Start of EXCERPTED DATA

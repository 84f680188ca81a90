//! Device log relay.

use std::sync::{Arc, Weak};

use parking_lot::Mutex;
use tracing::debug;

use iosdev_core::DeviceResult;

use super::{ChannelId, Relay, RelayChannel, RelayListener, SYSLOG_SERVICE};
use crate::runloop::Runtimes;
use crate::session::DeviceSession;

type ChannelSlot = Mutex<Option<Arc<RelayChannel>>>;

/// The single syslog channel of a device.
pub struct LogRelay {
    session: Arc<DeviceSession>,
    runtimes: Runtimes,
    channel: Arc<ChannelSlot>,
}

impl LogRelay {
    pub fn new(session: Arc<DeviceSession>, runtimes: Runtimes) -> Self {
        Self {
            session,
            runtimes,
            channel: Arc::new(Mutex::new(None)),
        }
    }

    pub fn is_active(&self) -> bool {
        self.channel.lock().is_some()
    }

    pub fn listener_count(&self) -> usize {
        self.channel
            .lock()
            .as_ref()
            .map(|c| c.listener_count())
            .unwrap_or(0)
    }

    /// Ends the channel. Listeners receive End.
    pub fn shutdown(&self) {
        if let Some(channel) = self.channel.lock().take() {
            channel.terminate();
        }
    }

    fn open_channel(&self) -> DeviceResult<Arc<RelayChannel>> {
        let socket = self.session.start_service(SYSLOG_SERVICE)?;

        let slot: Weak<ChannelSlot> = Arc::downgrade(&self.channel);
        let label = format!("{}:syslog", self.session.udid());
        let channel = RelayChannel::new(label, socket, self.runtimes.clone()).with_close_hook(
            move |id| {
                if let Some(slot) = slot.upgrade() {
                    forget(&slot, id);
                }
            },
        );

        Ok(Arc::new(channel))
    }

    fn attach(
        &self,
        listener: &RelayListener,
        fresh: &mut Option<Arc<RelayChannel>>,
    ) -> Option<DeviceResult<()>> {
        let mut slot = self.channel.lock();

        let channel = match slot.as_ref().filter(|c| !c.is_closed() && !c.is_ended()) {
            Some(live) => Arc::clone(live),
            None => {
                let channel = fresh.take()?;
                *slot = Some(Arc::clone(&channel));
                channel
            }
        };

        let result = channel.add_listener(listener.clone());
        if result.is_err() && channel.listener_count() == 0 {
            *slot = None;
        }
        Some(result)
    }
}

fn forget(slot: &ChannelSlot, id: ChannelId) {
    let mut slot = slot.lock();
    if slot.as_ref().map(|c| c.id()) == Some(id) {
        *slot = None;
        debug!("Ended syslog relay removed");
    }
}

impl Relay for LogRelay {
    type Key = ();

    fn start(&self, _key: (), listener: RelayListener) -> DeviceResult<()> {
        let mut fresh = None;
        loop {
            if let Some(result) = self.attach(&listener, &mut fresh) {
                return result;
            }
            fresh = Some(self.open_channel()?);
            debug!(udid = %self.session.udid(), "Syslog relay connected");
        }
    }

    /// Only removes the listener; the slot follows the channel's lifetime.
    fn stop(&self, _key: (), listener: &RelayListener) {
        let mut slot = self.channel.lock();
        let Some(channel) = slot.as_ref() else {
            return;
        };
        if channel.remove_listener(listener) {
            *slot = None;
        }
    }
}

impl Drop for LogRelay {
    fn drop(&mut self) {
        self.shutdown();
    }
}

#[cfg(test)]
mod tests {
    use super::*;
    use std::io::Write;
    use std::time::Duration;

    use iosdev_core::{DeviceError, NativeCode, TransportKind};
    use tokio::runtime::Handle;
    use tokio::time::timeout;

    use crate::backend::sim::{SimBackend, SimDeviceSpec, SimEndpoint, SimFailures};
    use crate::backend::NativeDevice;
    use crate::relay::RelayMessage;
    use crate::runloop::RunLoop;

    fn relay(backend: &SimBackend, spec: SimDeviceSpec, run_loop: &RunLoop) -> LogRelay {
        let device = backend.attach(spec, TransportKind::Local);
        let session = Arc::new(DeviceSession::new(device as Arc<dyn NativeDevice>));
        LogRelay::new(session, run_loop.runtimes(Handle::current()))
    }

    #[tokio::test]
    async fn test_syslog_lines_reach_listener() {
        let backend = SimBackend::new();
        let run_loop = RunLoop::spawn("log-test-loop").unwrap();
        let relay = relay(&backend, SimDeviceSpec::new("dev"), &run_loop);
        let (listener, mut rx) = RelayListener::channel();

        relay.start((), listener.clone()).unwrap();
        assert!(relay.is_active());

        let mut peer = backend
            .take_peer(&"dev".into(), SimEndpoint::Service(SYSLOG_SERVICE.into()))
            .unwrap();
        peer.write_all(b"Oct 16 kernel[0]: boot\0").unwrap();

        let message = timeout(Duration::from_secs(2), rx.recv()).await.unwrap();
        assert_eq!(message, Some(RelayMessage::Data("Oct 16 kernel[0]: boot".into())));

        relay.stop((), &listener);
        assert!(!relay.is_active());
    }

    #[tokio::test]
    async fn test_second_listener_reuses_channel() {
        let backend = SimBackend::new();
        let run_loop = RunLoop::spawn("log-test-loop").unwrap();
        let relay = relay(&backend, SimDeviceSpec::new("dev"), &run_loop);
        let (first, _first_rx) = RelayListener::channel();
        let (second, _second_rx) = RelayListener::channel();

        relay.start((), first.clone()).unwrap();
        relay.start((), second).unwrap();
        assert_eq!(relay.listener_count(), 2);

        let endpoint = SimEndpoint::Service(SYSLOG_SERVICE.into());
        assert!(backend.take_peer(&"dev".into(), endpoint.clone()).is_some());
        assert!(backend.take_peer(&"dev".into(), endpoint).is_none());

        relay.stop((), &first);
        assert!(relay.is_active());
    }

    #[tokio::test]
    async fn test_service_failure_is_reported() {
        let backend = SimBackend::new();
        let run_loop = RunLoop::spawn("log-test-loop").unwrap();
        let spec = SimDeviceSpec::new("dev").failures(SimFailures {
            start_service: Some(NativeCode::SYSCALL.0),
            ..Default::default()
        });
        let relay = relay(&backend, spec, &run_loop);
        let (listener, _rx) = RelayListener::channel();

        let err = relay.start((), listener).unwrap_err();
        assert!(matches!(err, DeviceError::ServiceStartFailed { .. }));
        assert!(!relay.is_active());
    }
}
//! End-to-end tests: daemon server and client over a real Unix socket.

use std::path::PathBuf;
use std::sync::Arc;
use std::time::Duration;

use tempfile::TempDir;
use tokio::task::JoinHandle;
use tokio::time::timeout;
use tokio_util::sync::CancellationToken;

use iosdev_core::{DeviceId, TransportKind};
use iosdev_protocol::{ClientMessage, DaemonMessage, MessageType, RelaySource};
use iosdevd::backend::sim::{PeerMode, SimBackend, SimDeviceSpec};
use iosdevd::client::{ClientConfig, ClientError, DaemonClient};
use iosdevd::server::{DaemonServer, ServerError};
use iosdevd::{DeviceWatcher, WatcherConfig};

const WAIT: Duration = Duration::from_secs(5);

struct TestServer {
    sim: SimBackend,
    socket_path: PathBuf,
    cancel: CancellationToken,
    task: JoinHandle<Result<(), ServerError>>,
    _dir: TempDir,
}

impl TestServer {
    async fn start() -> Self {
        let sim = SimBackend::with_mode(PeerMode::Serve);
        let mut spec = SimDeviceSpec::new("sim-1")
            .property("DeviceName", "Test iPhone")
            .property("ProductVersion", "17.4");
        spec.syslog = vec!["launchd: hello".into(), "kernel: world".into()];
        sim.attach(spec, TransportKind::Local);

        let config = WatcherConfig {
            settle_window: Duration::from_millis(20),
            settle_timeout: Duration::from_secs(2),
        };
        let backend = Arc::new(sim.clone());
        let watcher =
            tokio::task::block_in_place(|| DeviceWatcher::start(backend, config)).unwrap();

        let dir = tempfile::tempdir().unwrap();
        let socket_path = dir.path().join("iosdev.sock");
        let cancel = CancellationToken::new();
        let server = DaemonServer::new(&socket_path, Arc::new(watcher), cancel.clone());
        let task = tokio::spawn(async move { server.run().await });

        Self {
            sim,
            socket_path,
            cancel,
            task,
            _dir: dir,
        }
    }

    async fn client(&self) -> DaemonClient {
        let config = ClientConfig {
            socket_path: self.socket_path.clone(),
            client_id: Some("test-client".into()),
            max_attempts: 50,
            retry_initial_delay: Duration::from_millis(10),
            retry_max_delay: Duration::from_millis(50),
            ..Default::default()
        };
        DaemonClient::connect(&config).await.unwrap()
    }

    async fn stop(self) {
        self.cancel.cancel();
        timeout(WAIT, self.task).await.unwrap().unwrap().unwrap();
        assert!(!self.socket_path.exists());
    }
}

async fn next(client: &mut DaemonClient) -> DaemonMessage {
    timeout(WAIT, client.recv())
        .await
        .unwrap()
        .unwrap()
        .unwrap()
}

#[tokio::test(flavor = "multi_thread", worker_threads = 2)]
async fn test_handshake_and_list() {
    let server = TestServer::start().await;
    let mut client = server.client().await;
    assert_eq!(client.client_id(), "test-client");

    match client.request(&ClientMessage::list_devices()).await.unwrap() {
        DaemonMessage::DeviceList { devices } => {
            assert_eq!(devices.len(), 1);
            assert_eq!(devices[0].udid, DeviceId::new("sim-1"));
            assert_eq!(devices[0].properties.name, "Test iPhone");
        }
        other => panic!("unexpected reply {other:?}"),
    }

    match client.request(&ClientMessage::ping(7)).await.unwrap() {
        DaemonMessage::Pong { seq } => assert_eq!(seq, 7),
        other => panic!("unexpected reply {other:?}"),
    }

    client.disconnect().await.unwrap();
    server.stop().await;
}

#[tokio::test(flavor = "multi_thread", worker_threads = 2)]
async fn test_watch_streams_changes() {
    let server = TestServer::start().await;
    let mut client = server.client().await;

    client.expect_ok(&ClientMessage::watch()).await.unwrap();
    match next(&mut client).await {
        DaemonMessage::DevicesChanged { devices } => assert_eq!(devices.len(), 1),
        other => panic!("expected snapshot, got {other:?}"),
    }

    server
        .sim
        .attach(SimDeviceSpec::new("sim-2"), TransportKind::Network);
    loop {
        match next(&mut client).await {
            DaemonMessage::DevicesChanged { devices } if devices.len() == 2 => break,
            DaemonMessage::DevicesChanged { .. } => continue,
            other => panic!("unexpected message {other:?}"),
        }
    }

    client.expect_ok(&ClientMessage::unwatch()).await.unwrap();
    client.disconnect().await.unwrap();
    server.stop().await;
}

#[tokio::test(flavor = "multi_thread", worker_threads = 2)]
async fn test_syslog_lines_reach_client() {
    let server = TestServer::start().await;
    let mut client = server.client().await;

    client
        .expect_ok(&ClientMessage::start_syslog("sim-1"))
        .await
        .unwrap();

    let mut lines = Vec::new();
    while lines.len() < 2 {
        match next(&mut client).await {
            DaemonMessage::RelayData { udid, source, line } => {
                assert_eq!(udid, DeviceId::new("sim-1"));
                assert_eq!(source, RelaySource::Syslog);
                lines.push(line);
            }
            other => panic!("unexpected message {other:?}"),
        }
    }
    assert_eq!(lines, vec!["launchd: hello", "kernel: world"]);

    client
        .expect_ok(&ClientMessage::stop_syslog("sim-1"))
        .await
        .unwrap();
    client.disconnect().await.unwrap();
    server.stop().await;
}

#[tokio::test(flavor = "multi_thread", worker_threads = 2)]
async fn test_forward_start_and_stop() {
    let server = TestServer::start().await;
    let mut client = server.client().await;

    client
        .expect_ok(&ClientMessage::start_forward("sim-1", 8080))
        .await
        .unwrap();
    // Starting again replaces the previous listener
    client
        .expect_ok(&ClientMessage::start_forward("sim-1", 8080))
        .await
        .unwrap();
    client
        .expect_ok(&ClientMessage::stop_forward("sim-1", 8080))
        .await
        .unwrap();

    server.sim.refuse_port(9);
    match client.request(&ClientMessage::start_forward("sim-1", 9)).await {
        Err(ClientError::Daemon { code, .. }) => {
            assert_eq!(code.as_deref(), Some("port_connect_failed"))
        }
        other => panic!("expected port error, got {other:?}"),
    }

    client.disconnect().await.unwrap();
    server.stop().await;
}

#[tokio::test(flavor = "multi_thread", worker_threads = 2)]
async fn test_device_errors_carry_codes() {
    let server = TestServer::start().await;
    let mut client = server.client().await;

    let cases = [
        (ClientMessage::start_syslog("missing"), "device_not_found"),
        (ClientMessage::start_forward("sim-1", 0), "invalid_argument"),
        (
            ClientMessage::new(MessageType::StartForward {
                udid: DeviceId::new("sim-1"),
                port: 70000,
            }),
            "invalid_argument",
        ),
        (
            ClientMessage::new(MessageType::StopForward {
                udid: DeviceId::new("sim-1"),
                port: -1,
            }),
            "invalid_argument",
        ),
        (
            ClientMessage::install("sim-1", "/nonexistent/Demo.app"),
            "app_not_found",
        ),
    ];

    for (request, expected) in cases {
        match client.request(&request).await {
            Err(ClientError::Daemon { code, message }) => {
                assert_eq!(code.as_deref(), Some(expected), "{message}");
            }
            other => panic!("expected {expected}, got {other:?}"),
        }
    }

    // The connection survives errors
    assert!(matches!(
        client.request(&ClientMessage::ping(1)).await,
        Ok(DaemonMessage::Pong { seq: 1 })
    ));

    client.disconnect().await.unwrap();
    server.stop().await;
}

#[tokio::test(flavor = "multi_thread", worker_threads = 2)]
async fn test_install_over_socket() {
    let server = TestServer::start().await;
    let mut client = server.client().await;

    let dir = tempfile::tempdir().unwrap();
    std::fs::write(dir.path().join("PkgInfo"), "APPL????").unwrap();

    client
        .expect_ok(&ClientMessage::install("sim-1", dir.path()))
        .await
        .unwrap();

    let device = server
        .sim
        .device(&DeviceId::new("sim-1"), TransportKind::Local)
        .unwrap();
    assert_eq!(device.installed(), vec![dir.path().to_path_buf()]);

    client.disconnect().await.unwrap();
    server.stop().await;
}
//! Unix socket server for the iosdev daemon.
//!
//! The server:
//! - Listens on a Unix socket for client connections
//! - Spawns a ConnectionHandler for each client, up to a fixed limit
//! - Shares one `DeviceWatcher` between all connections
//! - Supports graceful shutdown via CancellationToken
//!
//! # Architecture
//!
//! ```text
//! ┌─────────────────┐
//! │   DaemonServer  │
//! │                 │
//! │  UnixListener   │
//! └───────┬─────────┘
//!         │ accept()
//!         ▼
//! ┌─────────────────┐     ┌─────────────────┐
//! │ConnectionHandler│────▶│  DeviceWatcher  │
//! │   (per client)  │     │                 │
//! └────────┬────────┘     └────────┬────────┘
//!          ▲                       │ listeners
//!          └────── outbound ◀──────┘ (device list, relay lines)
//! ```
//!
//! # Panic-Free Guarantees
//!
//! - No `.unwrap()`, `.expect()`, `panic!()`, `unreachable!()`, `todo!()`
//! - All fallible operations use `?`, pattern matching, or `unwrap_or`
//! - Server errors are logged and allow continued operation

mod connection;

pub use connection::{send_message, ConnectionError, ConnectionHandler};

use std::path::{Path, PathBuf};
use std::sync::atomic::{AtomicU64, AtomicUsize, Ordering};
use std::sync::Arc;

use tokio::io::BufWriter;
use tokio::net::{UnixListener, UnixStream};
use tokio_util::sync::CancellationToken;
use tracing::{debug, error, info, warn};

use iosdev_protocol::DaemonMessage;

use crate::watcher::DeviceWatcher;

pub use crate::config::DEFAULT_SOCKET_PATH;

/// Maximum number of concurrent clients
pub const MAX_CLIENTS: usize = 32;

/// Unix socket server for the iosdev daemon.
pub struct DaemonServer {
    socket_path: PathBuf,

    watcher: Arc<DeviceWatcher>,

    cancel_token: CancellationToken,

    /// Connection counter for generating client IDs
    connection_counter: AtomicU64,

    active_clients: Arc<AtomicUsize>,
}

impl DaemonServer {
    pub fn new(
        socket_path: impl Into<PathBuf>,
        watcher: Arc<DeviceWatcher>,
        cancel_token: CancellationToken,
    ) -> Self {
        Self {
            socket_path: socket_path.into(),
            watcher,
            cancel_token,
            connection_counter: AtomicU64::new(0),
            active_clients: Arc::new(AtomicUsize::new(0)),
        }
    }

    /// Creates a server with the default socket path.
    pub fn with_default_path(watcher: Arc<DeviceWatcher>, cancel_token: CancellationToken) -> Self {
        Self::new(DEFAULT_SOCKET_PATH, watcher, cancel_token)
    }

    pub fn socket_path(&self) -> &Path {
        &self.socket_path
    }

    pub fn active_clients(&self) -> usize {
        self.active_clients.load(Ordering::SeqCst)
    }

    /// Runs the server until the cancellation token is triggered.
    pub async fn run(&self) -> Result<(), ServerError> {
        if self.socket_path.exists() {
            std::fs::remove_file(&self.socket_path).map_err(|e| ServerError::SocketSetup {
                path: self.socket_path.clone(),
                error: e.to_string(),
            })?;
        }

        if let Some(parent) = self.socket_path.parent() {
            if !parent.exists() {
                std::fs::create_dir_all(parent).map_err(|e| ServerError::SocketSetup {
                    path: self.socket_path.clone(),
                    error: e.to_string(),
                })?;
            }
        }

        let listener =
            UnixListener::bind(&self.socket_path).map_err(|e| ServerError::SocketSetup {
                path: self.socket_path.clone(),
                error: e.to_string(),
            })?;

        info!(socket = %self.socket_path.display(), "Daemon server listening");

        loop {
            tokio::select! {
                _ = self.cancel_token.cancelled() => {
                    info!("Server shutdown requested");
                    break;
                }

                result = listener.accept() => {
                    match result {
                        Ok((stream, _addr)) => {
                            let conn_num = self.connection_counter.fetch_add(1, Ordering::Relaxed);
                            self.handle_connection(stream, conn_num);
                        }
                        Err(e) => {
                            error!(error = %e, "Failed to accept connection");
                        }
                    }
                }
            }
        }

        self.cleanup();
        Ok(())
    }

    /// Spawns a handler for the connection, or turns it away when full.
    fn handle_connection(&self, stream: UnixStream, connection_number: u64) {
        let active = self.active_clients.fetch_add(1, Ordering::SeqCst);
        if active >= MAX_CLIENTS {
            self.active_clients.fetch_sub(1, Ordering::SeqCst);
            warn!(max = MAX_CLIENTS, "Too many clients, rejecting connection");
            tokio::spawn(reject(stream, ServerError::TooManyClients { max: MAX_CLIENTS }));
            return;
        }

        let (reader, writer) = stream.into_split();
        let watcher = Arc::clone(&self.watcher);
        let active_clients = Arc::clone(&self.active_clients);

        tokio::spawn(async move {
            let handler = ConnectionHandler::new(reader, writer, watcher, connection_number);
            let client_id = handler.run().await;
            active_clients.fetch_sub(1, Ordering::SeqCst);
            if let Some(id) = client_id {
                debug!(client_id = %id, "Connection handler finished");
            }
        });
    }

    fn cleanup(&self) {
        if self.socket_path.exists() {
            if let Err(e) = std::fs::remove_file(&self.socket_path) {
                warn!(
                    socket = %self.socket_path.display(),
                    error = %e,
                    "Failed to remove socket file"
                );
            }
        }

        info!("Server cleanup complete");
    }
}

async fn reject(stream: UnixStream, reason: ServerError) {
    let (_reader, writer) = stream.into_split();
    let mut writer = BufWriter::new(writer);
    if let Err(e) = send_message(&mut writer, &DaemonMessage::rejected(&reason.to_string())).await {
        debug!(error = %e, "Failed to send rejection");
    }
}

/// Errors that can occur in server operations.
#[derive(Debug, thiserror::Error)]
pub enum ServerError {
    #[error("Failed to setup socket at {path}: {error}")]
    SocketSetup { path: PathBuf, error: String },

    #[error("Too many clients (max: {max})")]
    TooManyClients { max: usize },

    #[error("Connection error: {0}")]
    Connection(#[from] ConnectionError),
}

End of EXCERPTED DATA

▶ YOUR GOAL: The lines needed are the ones from the first line of the entries through the line that contains "pub fn shutdown(&self)", given again without any change.

▶ RESPONSE:
repository 84f680188ca81a90
//! Device log relay.

use std::sync::{Arc, Weak};

use parking_lot::Mutex;
use tracing::debug;

use iosdev_core::DeviceResult;

use super::{ChannelId, Relay, RelayChannel, RelayListener, SYSLOG_SERVICE};
use crate::runloop::Runtimes;
use crate::session::DeviceSession;

type ChannelSlot = Mutex<Option<Arc<RelayChannel>>>;

/// The single syslog channel of a device.
pub struct LogRelay {
    session: Arc<DeviceSession>,
    runtimes: Runtimes,
    channel: Arc<ChannelSlot>,
}

impl LogRelay {
    pub fn new(session: Arc<DeviceSession>, runtimes: Runtimes) -> Self {
        Self {
            session,
            runtimes,
            channel: Arc::new(Mutex::new(None)),
        }
    }

    pub fn is_active(&self) -> bool {
        self.channel.lock().is_some()
    }

    pub fn listener_count(&self) -> usize {
        self.channel
            .lock()
            .as_ref()
            .map(|c| c.listener_count())
            .unwrap_or(0)
    }

    /// Ends the channel. Listeners receive End.
    pub fn shutdown(&self) {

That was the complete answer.